Une histoire populaire des bistrots, par Laurent Bihl (Nouveau monde)
Le bistrot à la française « poste d’observation privilégié de l’évolution de notre société »
Il s’étonne lui-même, en rédigeant sa somme de 800 pages et 1000 notes (éditée au Nouveau monde), Laurent Bihl s’attendait à voir un livre concurrent sortir avant lui ! « La culture du café ne se décrète pas » Cette intimité proche du zinc hors de l’anecdotique est une des réponses à son initiative solitaire menée à bien. L’historien, professeur à l’université Paris 1 Panthéon-Sorbonne, spécialiste de Montmartre et de la sociabilité artistique au XIXe siècle la vit intimement de l’intérieur.

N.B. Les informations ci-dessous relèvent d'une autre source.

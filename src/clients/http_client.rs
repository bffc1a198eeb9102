//! HTTP transport for the Petstore API.
//!
//! This module provides the [`ApiClient`] type, which every operation module
//! sends its requests through.

use std::collections::HashMap;
use std::time::Duration;

use crate::auth::AuthInfo;
use crate::clients::errors::{HttpError, HttpResponseError, MaxHttpRetriesExceededError};
use crate::clients::http_request::{HttpMethod, HttpRequest, MultipartField, RequestBody};
use crate::clients::http_response::HttpResponse;
use crate::config::{BaseUrl, PetstoreConfig};

/// Fixed retry wait time in seconds when no `Retry-After` is given.
pub const RETRY_WAIT_TIME: u64 = 1;

/// Upper bound in seconds on a server-requested `Retry-After` wait.
pub const MAX_RETRY_WAIT_TIME: u64 = 60;

/// Crate version from Cargo.toml.
pub const SDK_VERSION: &str = env!("CARGO_PKG_VERSION");

/// HTTP client shared by the Petstore operation modules.
///
/// The client handles:
/// - URL construction from the configured [`BaseUrl`]
/// - Default headers (`User-Agent`, `Accept`)
/// - Credential resolution for the auth schemes a request declares
/// - Automatic retries for 429 and 500 responses
///
/// `ApiClient` is `Send + Sync`; wrap it in an `Arc` to share it between
/// [`StoreApiClient`](crate::apis::StoreApiClient) and
/// [`PetApiClient`](crate::apis::PetApiClient).
///
/// # Example
///
/// ```rust,ignore
/// use petstore_client::{ApiClient, PetstoreConfig};
/// use petstore_client::clients::{HttpMethod, HttpRequest};
///
/// let client = ApiClient::new(&PetstoreConfig::default())?;
/// let request = HttpRequest::builder(HttpMethod::Get, "store/order/1").build()?;
/// let response = client.request(request, None).await?;
/// ```
#[derive(Debug)]
pub struct ApiClient {
    /// The internal reqwest HTTP client.
    client: reqwest::Client,
    /// Service root, e.g. `http://petstore.swagger.io/v2`.
    base_url: BaseUrl,
    /// Default headers to include in all requests.
    default_headers: HashMap<String, String>,
    /// Credentials used when a call supplies no override.
    default_auth: AuthInfo,
    /// Attempts per request when the request does not set its own.
    default_tries: u32,
}

// Verify ApiClient is Send + Sync at compile time
const _: fn() = || {
    const fn assert_send_sync<T: Send + Sync>() {}
    assert_send_sync::<ApiClient>();
};

impl ApiClient {
    /// Creates a new client from a configuration.
    ///
    /// # Errors
    ///
    /// Returns [`HttpError::Network`] if the underlying reqwest client cannot
    /// be created (e.g. TLS initialization failure).
    pub fn new(config: &PetstoreConfig) -> Result<Self, HttpError> {
        let user_agent_prefix = config
            .user_agent_prefix()
            .map_or(String::new(), |prefix| format!("{prefix} | "));
        let rust_version = env!("CARGO_PKG_RUST_VERSION");
        let user_agent =
            format!("{user_agent_prefix}petstore-client v{SDK_VERSION} | Rust {rust_version}");

        let mut default_headers = HashMap::new();
        default_headers.insert("User-Agent".to_string(), user_agent);
        default_headers.insert("Accept".to_string(), "application/json".to_string());

        let mut builder = reqwest::Client::builder().use_rustls_tls();
        if let Some(timeout) = config.timeout() {
            builder = builder.timeout(timeout);
        }
        let client = builder.build()?;

        Ok(Self {
            client,
            base_url: config.base_url().clone(),
            default_headers,
            default_auth: AuthInfo::from_config(config),
            default_tries: config.tries(),
        })
    }

    /// Returns the base URL for this client.
    #[must_use]
    pub const fn base_url(&self) -> &BaseUrl {
        &self.base_url
    }

    /// Returns the default headers for this client.
    #[must_use]
    pub const fn default_headers(&self) -> &HashMap<String, String> {
        &self.default_headers
    }

    /// Returns the credentials used when no per-call override is given.
    #[must_use]
    pub const fn default_auth(&self) -> &AuthInfo {
        &self.default_auth
    }

    /// Returns the default number of attempts per request.
    #[must_use]
    pub const fn default_tries(&self) -> u32 {
        self.default_tries
    }

    /// Sends a request to the Petstore API.
    ///
    /// `auth_info`, when given, replaces the default credentials for this
    /// call. Credentials are only sent for the schemes the request declares.
    ///
    /// # Errors
    ///
    /// Returns [`HttpError`] if:
    /// - Request validation fails (`InvalidRequest`)
    /// - A network error occurs (`Network`)
    /// - A non-2xx response is received (`Response`)
    /// - Retries are exhausted on 429/500 responses (`MaxRetries`)
    pub async fn request(
        &self,
        request: HttpRequest,
        auth_info: Option<&AuthInfo>,
    ) -> Result<HttpResponse, HttpError> {
        request.verify()?;

        let url = self.base_url.join(&request.path);

        let mut headers = self.default_headers.clone();
        let credentials = auth_info.unwrap_or(&self.default_auth);
        headers.extend(credentials.headers_for(&request.auth_schemes));
        if let Some(extra) = &request.extra_headers {
            for (key, value) in extra {
                headers.insert(key.clone(), value.clone());
            }
        }

        let tries = request.tries.unwrap_or(self.default_tries).max(1);
        let mut attempt: u32 = 0;
        loop {
            attempt += 1;
            tracing::debug!(
                "Sending {} {} (attempt {}/{})",
                request.http_method,
                request.path,
                attempt,
                tries
            );

            let response = self.send_once(&request, &url, &headers).await?;

            if let Some(deprecation) = response.deprecation() {
                tracing::warn!(
                    "Deprecated request to Petstore API at {}, received deprecation: {}",
                    request.path,
                    deprecation
                );
            }

            if response.is_ok() {
                return Ok(response);
            }

            let code = response.code;
            let message = response.error_message();
            let error_reference = response.request_id().map(String::from);

            let should_retry = code == 429 || code == 500;
            if !should_retry || tries == 1 {
                return Err(HttpError::Response(HttpResponseError {
                    code,
                    message,
                    error_reference,
                }));
            }

            if attempt >= tries {
                return Err(HttpError::MaxRetries(MaxHttpRetriesExceededError {
                    code,
                    tries,
                    message,
                    error_reference,
                }));
            }

            let delay = Self::calculate_retry_delay(&response, code);
            tracing::warn!(
                "Retrying {} {} after status {} in {:?}",
                request.http_method,
                request.path,
                code,
                delay
            );
            tokio::time::sleep(delay).await;
        }
    }

    /// Sends a single attempt and reads the whole response.
    async fn send_once(
        &self,
        request: &HttpRequest,
        url: &str,
        headers: &HashMap<String, String>,
    ) -> Result<HttpResponse, HttpError> {
        let method = match request.http_method {
            HttpMethod::Get => reqwest::Method::GET,
            HttpMethod::Post => reqwest::Method::POST,
            HttpMethod::Put => reqwest::Method::PUT,
            HttpMethod::Delete => reqwest::Method::DELETE,
        };
        let mut req_builder = self.client.request(method, url);

        for (key, value) in headers {
            req_builder = req_builder.header(key, value);
        }

        if let Some(query) = &request.query {
            req_builder = req_builder.query(query);
        }

        // Multipart forms are consumed on send, so every attempt builds its own body
        req_builder = match &request.body {
            Some(RequestBody::Json(value)) => req_builder.json(value),
            Some(RequestBody::Form(fields)) => req_builder.form(fields),
            Some(RequestBody::Multipart(fields)) => {
                req_builder.multipart(Self::multipart_form(fields))
            }
            None => req_builder,
        };

        let res = req_builder.send().await?;

        let code = res.status().as_u16();
        let res_headers = Self::parse_response_headers(res.headers());
        let body_text = res.text().await?;

        Ok(HttpResponse::from_text(code, res_headers, &body_text))
    }

    fn multipart_form(fields: &[MultipartField]) -> reqwest::multipart::Form {
        fields
            .iter()
            .fold(reqwest::multipart::Form::new(), |form, field| match field {
                MultipartField::Text { name, value } => form.text(name.clone(), value.clone()),
                MultipartField::File {
                    name,
                    file_name,
                    bytes,
                } => form.part(
                    name.clone(),
                    reqwest::multipart::Part::bytes(bytes.clone()).file_name(file_name.clone()),
                ),
            })
    }

    /// Parses response headers into a `HashMap` keyed by lower-case name.
    fn parse_response_headers(
        headers: &reqwest::header::HeaderMap,
    ) -> HashMap<String, Vec<String>> {
        let mut result: HashMap<String, Vec<String>> = HashMap::new();
        for (name, value) in headers {
            let key = name.as_str().to_lowercase();
            let value = value.to_str().unwrap_or_default().to_string();
            result.entry(key).or_default().push(value);
        }
        result
    }

    /// Calculates the retry delay based on response and status code.
    fn calculate_retry_delay(response: &HttpResponse, status: u16) -> Duration {
        // 429 honours Retry-After up to MAX_RETRY_WAIT_TIME; 500 always waits the fixed delay
        if status == 429 {
            if let Some(retry_after) = response.retry_request_after {
                let max_wait = Duration::from_secs(MAX_RETRY_WAIT_TIME);
                return Duration::try_from_secs_f64(retry_after)
                    .map_or(max_wait, |wait| wait.min(max_wait));
            }
        }
        Duration::from_secs(RETRY_WAIT_TIME)
    }
}
//! Configuration error types for the Petstore client.
//!
//! All configuration constructors return `Result<T, ConfigError>` so invalid
//! values are rejected when the client is set up rather than on the first request.
//!
//! # Example
//!
//! ```rust
//! use petstore_client::{ApiKey, ConfigError};
//!
//! let result = ApiKey::new("");
//! assert!(matches!(result, Err(ConfigError::EmptyApiKey)));
//! ```

use thiserror::Error;

/// Errors that can occur while building client configuration.
#[derive(Debug, Error, Clone, PartialEq, Eq)]
pub enum ConfigError {
    /// API key cannot be empty.
    #[error("API key cannot be empty. Please provide the key expected in the 'api_key' header.")]
    EmptyApiKey,

    /// OAuth access token cannot be empty.
    #[error("Access token cannot be empty. Please provide a valid petstore_auth access token.")]
    EmptyAccessToken,

    /// Base URL is invalid.
    #[error("Invalid base URL '{url}'. Please provide a URL with scheme and host (e.g., 'http://petstore.swagger.io/v2').")]
    InvalidBaseUrl {
        /// The invalid URL that was provided.
        url: String,
    },

    /// The retry count is out of range.
    #[error("Invalid tries value {tries}. Requests must be attempted at least once.")]
    InvalidTries {
        /// The rejected value.
        tries: u32,
    },
}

De façon décalée par rapport à l’objectivité de sa discipline, il assume y vivre et y travailler – « on ne lit nulle part mieux que dans un bistrot » n’hésite-t-il pas écrire. C’est bien une histoire autant « empathique » à hauteur du zinc « poste d’observation privilégié de l’évolution de notre société » qu’ une synthèse d’ une documentation fiable mais, paradoxalement rare pour un lieu si central de la vie des français. Autre dimension personnelle, l’auteur poursuit le travail inachevé par son père qu’il mène à bien de façon exemplaire et lui dédie avec émotion.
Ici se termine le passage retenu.